* Aim of the task
Nothing but a number should be written: the count of lines below that contain "trim".

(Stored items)

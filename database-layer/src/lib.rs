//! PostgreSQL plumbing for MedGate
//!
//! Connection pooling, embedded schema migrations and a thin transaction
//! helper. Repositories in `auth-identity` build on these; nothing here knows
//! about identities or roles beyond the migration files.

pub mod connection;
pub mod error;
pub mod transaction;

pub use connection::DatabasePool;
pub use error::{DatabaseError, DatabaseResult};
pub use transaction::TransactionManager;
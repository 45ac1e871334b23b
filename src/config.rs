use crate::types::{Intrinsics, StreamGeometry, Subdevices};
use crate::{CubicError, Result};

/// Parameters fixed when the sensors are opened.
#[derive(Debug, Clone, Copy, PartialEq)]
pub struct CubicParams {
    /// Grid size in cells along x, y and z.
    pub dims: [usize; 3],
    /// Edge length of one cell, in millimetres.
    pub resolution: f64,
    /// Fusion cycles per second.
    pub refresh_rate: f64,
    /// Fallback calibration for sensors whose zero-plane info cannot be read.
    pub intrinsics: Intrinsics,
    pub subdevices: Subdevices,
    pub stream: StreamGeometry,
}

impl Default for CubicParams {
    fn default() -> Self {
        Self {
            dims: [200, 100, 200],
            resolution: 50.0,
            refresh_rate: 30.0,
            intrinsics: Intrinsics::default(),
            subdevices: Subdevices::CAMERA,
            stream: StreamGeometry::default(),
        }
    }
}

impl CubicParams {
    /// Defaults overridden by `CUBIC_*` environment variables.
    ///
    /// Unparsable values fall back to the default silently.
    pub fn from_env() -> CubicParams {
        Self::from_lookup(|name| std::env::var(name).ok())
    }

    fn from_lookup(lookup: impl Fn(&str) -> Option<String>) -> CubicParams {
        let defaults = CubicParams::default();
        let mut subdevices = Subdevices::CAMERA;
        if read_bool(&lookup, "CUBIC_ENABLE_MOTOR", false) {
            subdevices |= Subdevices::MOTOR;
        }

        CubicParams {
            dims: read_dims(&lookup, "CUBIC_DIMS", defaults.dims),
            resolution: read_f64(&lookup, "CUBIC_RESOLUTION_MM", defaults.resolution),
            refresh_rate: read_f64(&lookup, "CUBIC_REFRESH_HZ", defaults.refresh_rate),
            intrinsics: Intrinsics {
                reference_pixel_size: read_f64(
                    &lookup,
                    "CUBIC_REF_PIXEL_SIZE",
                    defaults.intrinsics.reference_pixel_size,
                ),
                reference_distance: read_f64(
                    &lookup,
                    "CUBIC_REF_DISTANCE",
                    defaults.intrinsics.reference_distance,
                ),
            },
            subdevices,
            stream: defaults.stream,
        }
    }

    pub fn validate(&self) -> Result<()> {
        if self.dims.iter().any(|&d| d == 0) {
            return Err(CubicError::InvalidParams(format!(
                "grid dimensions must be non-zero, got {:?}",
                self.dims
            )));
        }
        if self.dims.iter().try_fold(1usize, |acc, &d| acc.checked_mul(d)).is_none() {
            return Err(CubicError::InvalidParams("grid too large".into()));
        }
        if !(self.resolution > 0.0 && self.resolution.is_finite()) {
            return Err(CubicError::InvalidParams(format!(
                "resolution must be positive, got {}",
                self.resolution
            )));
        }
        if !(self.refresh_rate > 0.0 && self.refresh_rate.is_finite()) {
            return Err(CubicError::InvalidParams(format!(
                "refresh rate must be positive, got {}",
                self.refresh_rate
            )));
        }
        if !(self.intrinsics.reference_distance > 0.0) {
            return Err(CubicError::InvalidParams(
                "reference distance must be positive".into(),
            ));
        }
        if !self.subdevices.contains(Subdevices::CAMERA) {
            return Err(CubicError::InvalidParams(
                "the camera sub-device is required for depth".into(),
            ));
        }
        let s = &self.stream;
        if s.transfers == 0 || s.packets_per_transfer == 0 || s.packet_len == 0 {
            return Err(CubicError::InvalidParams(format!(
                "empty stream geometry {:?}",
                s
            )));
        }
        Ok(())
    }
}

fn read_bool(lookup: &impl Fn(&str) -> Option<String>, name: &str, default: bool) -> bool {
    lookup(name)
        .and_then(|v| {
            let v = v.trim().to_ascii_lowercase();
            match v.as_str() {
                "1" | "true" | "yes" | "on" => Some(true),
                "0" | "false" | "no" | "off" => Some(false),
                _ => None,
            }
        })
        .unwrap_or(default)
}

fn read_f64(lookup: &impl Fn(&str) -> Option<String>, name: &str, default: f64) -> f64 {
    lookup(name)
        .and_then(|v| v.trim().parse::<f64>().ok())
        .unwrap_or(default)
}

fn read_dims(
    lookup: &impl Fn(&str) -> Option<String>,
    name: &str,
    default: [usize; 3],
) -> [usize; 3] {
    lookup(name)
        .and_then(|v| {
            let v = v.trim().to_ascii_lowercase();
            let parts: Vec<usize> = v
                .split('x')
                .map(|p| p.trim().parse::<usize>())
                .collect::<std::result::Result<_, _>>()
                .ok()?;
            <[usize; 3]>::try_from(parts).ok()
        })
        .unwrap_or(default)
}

* Response to this exercise
4